Compartment syndrome happens when athletes build up their leg muscles — essentially, because the amount of space within the leg is finite, eventually the muscles push up on blood vessels, which restricts blood flow. Pain follows. Typically, for someone like a triathlete, the easiest way to fix this problem is to simply, well, quit being a triathlete. Intensely competitive people have a problem doing that, obviously, so your other option is surgery — but traditional surgery can involve a six month (or year) recovery time, as well as the other issues with surgery (cost, waking up groggy, rehab, etc.) Scar tissue can also form in a typical surgical procedure.

But now, there’s a different way — and it was developed, in of all places, Casper, Wyoming. Dr. Joseph McGinley developed a 45-minute procedure involving the injection of botox into the affected area and it’s become all the rage for certain types of athletes; 30 percent of his clients are now from outside of Wyoming, often from the east coast and California.
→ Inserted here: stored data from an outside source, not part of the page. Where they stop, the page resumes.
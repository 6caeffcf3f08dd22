use serde::{Deserialize, Serialize};

/// The kind of analysis requested from the agent.
#[derive(Debug, Clone, Copy, PartialEq, Eq, Hash, Default, Serialize, Deserialize)]
#[serde(rename_all = "lowercase")]
pub enum Task {
    #[default]
    Explain,
    Debug,
    Review,
    Summarize,
}

impl Task {
    pub fn as_str(&self) -> &'static str {
        match self {
            Task::Explain => "explain",
            Task::Debug => "debug",
            Task::Review => "review",
            Task::Summarize => "summarize",
        }
    }

    pub fn from_str(s: &str) -> Option<Self> {
        match s.trim().to_lowercase().as_str() {
            "explain" => Some(Task::Explain),
            "debug" => Some(Task::Debug),
            "review" => Some(Task::Review),
            "summarize" => Some(Task::Summarize),
            _ => None,
        }
    }

    pub fn all() -> Vec<Task> {
        vec![Task::Explain, Task::Debug, Task::Review, Task::Summarize]
    }

    pub fn display_name(&self) -> &'static str {
        match self {
            Task::Explain => "Explain Code",
            Task::Debug => "Debug Error",
            Task::Review => "Review Code",
            Task::Summarize => "Summarize Logic",
        }
    }

    pub fn description(&self) -> &'static str {
        match self {
            Task::Explain => "Understand what code does",
            Task::Debug => "Find and fix issues",
            Task::Review => "Get quality feedback",
            Task::Summarize => "High-level overview",
        }
    }

    /// Title of the output panel once results are shown.
    pub fn panel_title(&self) -> &'static str {
        match self {
            Task::Explain => "Code Explanation",
            Task::Debug => "Debug Analysis",
            Task::Review => "Code Review",
            Task::Summarize => "Logic Summary",
        }
    }

    /// Only debugging takes an error message alongside the code.
    pub fn accepts_error_text(&self) -> bool {
        matches!(self, Task::Debug)
    }

    pub fn next(&self) -> Task {
        match self {
            Task::Explain => Task::Debug,
            Task::Debug => Task::Review,
            Task::Review => Task::Summarize,
            Task::Summarize => Task::Explain,
        }
    }

    pub fn prev(&self) -> Task {
        match self {
            Task::Explain => Task::Summarize,
            Task::Debug => Task::Explain,
            Task::Review => Task::Debug,
            Task::Summarize => Task::Review,
        }
    }
}

impl std::fmt::Display for Task {
    fn fmt(&self, f: &mut std::fmt::Formatter<'_>) -> std::fmt::Result {
        f.write_str(self.as_str())
    }
}

#[cfg(test)]
mod tests {
    use super::*;

    #[test]
    fn test_from_str_accepts_any_case() {
        assert_eq!(Task::from_str("DEBUG"), Some(Task::Debug));
        assert_eq!(Task::from_str(" review "), Some(Task::Review));
        assert_eq!(Task::from_str("translate"), None);
    }

    #[test]
    fn test_serializes_lowercase() {
        let json = serde_json::to_string(&Task::Summarize).unwrap();
        assert_eq!(json, "\"summarize\"");
    }

    #[test]
    fn test_next_cycles_through_all_tasks() {
        let mut task = Task::default();
        for expected in Task::all().into_iter().skip(1) {
            task = task.next();
            assert_eq!(task, expected);
        }
        assert_eq!(task.next(), Task::Explain);
        assert_eq!(Task::Explain.prev(), Task::Summarize);
    }

    #[test]
    fn test_only_debug_accepts_error_text() {
        let accepting: Vec<Task> = Task::all()
            .into_iter()
            .filter(|t| t.accepts_error_text())
            .collect();
        assert_eq!(accepting, vec![Task::Debug]);
    }
}
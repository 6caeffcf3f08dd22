pub mod client;
pub mod config;
pub mod error;
pub mod orchestrator;
pub mod section;
pub mod state;
pub mod task;

// Re-export main types for convenience
pub use client::{AgentClient, AgentRequest, REQUEST_DEADLINE};
pub use config::Config;
pub use error::AgentError;
pub use orchestrator::{Orchestrator, Outcome, Phase, SubmitRejected};
pub use section::{ResponseSection, SectionKind, extract_sections, task_heading};
pub use state::{FailureView, InteractionState, OutputView, Toast};
pub use task::Task;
He himself says:

“There are a lot of gimmicks in medicine,” McGinley said. “People are skeptical right away when they hear ‘Casper, Wyoming.’ But … patients will do their own research and become convinced this is the way to go.”

Three years into doing this procedure, McGinley has to spend nothing on marketing/advertising his practice. People come to him. Casper is a town of less than 58K people that’s 2.5 hours from Cheyenne (and about 4 hours from Denver).

https://twitter.com/WyomingMedical/status/419855896143880193

This is all perhaps unsurprising, considering that McGinley himself is an avid outdoor athlete: he’s done seven Alcratraz swims, climbed Mount Kilimanjaro, and did the “Cowboy Tough” ride last summer (350 miles across Wyoming).

Here’s a full rundown of his method, which has done wonders for him, his town, his practice, and the athletes involved. He actually developed the process and mechanism not simply via medical understanding, but largely through an understanding of engineering:

“From there, I just put the engineering mechanics together: If she is exercising, she is exerting force and the artery is open, but the vein is now compressed. It’s a pressure mismatch. It’s a flow mismatch, and from an engineering standpoint, there has to be a consequence to that,” McGinley said.

While McGinley has a patent pending on some of the processes here, he is working with doctors at NYU, the Cleveland Clinic, and a facility in Denver to be able to offer the same procedures there.